_Information supplied:_
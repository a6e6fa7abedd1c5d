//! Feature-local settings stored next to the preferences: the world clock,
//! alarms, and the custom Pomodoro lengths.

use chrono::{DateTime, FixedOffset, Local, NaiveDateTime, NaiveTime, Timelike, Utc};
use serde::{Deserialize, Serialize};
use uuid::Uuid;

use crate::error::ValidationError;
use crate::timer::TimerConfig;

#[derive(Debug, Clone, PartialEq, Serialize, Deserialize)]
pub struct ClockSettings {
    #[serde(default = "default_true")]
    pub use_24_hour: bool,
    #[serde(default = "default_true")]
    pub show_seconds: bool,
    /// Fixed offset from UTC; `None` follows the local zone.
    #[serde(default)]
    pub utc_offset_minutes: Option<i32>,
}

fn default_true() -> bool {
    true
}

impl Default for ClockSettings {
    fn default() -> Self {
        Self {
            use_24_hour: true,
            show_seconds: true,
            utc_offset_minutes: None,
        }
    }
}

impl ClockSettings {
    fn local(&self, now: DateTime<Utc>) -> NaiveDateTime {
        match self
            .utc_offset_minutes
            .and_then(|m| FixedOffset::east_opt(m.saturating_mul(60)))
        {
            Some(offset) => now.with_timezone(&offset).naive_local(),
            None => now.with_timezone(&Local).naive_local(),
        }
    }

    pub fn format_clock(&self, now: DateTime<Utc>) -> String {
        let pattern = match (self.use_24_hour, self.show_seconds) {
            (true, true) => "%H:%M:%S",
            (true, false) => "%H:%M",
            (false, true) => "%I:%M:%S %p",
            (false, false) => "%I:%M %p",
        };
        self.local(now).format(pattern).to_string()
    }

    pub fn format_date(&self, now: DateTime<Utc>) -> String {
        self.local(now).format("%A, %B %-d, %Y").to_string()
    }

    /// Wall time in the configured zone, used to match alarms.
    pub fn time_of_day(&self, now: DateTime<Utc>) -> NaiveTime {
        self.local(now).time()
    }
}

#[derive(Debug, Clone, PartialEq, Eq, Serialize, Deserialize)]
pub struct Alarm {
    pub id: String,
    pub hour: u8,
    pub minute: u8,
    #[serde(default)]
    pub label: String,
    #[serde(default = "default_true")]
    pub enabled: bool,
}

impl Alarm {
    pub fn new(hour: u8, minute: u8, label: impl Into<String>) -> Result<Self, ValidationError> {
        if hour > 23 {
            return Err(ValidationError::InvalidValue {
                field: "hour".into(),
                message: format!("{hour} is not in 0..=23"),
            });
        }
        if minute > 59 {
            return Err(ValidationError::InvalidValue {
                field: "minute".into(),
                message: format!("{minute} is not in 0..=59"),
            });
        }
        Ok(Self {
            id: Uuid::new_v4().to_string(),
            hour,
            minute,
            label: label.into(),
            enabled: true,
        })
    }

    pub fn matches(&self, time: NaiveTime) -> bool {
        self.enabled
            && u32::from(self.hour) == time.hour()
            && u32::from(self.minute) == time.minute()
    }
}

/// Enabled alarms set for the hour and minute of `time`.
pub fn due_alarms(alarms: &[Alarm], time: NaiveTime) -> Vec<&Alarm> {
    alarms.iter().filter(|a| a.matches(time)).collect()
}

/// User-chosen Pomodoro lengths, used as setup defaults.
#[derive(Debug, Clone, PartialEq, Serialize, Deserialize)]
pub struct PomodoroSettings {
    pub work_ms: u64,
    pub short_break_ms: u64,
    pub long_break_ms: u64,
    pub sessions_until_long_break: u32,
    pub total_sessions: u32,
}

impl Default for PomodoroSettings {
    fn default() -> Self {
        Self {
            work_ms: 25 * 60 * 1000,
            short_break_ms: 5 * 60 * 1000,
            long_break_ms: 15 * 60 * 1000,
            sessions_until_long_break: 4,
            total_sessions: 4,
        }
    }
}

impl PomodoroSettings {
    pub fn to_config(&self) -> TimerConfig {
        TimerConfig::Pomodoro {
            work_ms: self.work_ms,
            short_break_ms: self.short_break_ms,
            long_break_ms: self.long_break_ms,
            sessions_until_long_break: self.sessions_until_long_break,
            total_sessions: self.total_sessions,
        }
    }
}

_Exercise:_
Every line of the records that includes the word "crate" should be gathered.

_Response to this exercise:_
use crate::error::ValidationError;
use crate::timer::TimerConfig;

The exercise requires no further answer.